[Data extracted from a collection]
//! Per-kind parameterization that keeps the reclassifier generic over
//! launches and routes.

use rusqlite::types::{ToSql, Value};
use rusqlite::{Connection, OptionalExtension};

use super::ClusterParams;
use crate::db::{ClusterId, ClusterKind, FlightGeometry};
use crate::geo::{self, LatLng};

/// Which point of a flight an anchor reads
#[derive(Debug, Clone, Copy, PartialEq, Eq)]
pub enum FlightPoint {
    Launch,
    Turnpoint(usize),
}

impl FlightGeometry {
    pub fn point(&self, point: FlightPoint) -> LatLng {
        match point {
            FlightPoint::Launch => self.launch,
            FlightPoint::Turnpoint(i) => self.turnpoints[i],
        }
    }
}

/// A flight point paired with the aggregate field averaging it
#[derive(Debug, Clone, Copy)]
pub struct Anchor {
    pub point: FlightPoint,
    pub lat_column: &'static str,
    pub lng_column: &'static str,
    pub center_lat: &'static str,
    pub center_lng: &'static str,
}

/// How a cluster's match radius is derived
#[derive(Debug, Clone, Copy, PartialEq, Eq)]
pub enum RadiusRule {
    /// `launch_radius_km` regardless of the cluster
    Fixed,
    /// `max(route_min_radius_km, avg_distance * route_radius_scale)`
    Scaled,
}

#[derive(Debug)]
pub struct ClusterDefinition {
    pub kind: ClusterKind,
    pub table: &'static str,
    pub view: &'static str,
    /// Column on `flight` holding the assignment
    pub foreign_key: &'static str,
    /// The bounding-box pre-filter uses the first anchor
    pub anchors: &'static [Anchor],
    pub radius: RadiusRule,
}

static LAUNCH: ClusterDefinition = ClusterDefinition {
    kind: ClusterKind::Launch,
    table: "launch",
    view: "launch_info",
    foreign_key: "launch_id",
    anchors: &[Anchor {
        point: FlightPoint::Launch,
        lat_column: "launch_lat",
        lng_column: "launch_lng",
        center_lat: "lat",
        center_lng: "lng",
    }],
    radius: RadiusRule::Fixed,
};

static ROUTE: ClusterDefinition = ClusterDefinition {
    kind: ClusterKind::Route,
    table: "route",
    view: "route_info",
    foreign_key: "route_id",
    anchors: &[
        Anchor {
            point: FlightPoint::Turnpoint(0),
            lat_column: "p1_lat",
            lng_column: "p1_lng",
            center_lat: "c1_lat",
            center_lng: "c1_lng",
        },
        Anchor {
            point: FlightPoint::Turnpoint(1),
            lat_column: "p2_lat",
            lng_column: "p2_lng",
            center_lat: "c2_lat",
            center_lng: "c2_lng",
        },
        Anchor {
            point: FlightPoint::Turnpoint(2),
            lat_column: "p3_lat",
            lng_column: "p3_lng",
            center_lat: "c3_lat",
            center_lng: "c3_lng",
        },
    ],
    radius: RadiusRule::Scaled,
};

impl ClusterKind {
    pub fn definition(&self) -> &'static ClusterDefinition {
        match self {
            ClusterKind::Launch => &LAUNCH,
            ClusterKind::Route => &ROUTE,
        }
    }
}

impl ClusterDefinition {
    /// Aggregate fields the predicate binds, in anchor order
    pub fn bound_fields(&self) -> Vec<&'static str> {
        self.anchors
            .iter()
            .flat_map(|a| [a.center_lat, a.center_lng])
            .collect()
    }

    /// Comma-separated centroid columns of the aggregate view
    pub fn centroid_columns(&self) -> String {
        self.bound_fields().join(", ")
    }

    pub fn radius_km(&self, avg_distance: f64, params: &ClusterParams) -> f64 {
        match self.radius {
            RadiusRule::Fixed => params.launch_radius_km,
            RadiusRule::Scaled => {
                (avg_distance * params.route_radius_scale).max(params.route_min_radius_km)
            }
        }
    }

    /// Boolean SQL over `flight` columns: does the flight fall within
    /// `:radius` of every centroid point. Binds `:<field>` for each bound
    /// field plus `:radius`, `:lat_margin` and `:lng_margin`.
    pub fn match_predicate(&self) -> String {
        let mut clauses = Vec::with_capacity(self.anchors.len() + 1);
        if let Some(first) = self.anchors.first() {
            // No index on great_circle, but the box discards most rows early
            clauses.push(format!(
                "flight.{lat} BETWEEN :{clat} - :lat_margin AND :{clat} + :lat_margin \
                 AND flight.{lng} BETWEEN :{clng} - :lng_margin AND :{clng} + :lng_margin",
                lat = first.lat_column,
                lng = first.lng_column,
                clat = first.center_lat,
                clng = first.center_lng,
            ));
        }
        for a in self.anchors {
            clauses.push(format!(
                "great_circle(flight.{}, flight.{}, :{}, :{}) < :radius",
                a.lat_column, a.lng_column, a.center_lat, a.center_lng
            ));
        }
        clauses.join(" AND ")
    }
}

/// Named SQL parameters, owned so they can be extended per statement
#[derive(Debug, Clone, Default)]
pub(crate) struct NamedParams(Vec<(String, Value)>);

impl NamedParams {
    pub fn with(mut self, name: &str, value: impl Into<Value>) -> Self {
        self.0.push((format!(":{}", name), value.into()));
        self
    }

    pub fn as_refs(&self) -> Vec<(&str, &dyn ToSql)> {
        self.0.iter().map(|(n, v)| (n.as_str(), v as &dyn ToSql)).collect()
    }
}

/// A cluster's aggregate state as read from its view, never cached
/// across steps
#[derive(Debug, Clone, PartialEq)]
pub struct ClusterSnapshot {
    pub id: ClusterId,
    pub kind: ClusterKind,
    pub flights: i64,
    pub avg_distance: f64,
    /// One point per anchor
    pub centroid: Vec<LatLng>,
    pub radius_km: f64,
}

impl ClusterSnapshot {
    /// Read the aggregate row. None when the cluster has no members.
    pub fn load(
        conn: &Connection,
        kind: ClusterKind,
        id: ClusterId,
        params: &ClusterParams,
    ) -> rusqlite::Result<Option<Self>> {
        let def = kind.definition();
        let sql = format!(
            "SELECT flights, avg_distance, {} FROM {} WHERE id = ?1",
            def.centroid_columns(),
            def.view
        );
        conn.query_row(&sql, [id], |row| {
            let flights: i64 = row.get(0)?;
            let avg_distance: f64 = row.get(1)?;
            let mut centroid = Vec::with_capacity(def.anchors.len());
            for i in 0..def.anchors.len() {
                centroid.push(LatLng::new(row.get(2 + 2 * i)?, row.get(3 + 2 * i)?));
            }
            Ok(ClusterSnapshot {
                id,
                kind,
                flights,
                avg_distance,
                centroid,
                radius_km: def.radius_km(avg_distance, params),
            })
        })
        .optional()
    }

    /// Bindings for `ClusterDefinition::match_predicate`
    pub(crate) fn predicate_params(&self, params: &ClusterParams) -> NamedParams {
        let def = self.kind.definition();
        let mut named = NamedParams::default()
            .with("radius", self.radius_km)
            .with("lat_margin", params.lat_margin_deg)
            .with("lng_margin", params.lng_margin_deg);
        for (anchor, center) in def.anchors.iter().zip(&self.centroid) {
            named = named.with(anchor.center_lat, center.lat).with(anchor.center_lng, center.lng);
        }
        named
    }

    /// In-process evaluation of the same predicate the SQL applies
    pub fn matches(&self, geometry: &FlightGeometry, params: &ClusterParams) -> bool {
        let def = self.kind.definition();
        if let (Some(first), Some(center)) = (def.anchors.first(), self.centroid.first()) {
            let p = geometry.point(first.point);
            if !geo::within_box(&p, center, params.lat_margin_deg, params.lng_margin_deg) {
                return false;
            }
        }
        def.anchors
            .iter()
            .zip(&self.centroid)
            .all(|(anchor, center)| geometry.point(anchor.point).distance_km(center) < self.radius_km)
    }
}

- _ACTIVITY_
List the lines of the records where "static" occurs.

- _SOLUTION_
    pub lat_column: &'static str,
    pub lng_column: &'static str,
    pub center_lat: &'static str,
    pub center_lng: &'static str,
    pub table: &'static str,
    pub view: &'static str,
    pub foreign_key: &'static str,
    pub anchors: &'static [Anchor],
static LAUNCH: ClusterDefinition = ClusterDefinition {
static ROUTE: ClusterDefinition = ClusterDefinition {
    pub fn definition(&self) -> &'static ClusterDefinition {
    pub fn bound_fields(&self) -> Vec<&'static str> {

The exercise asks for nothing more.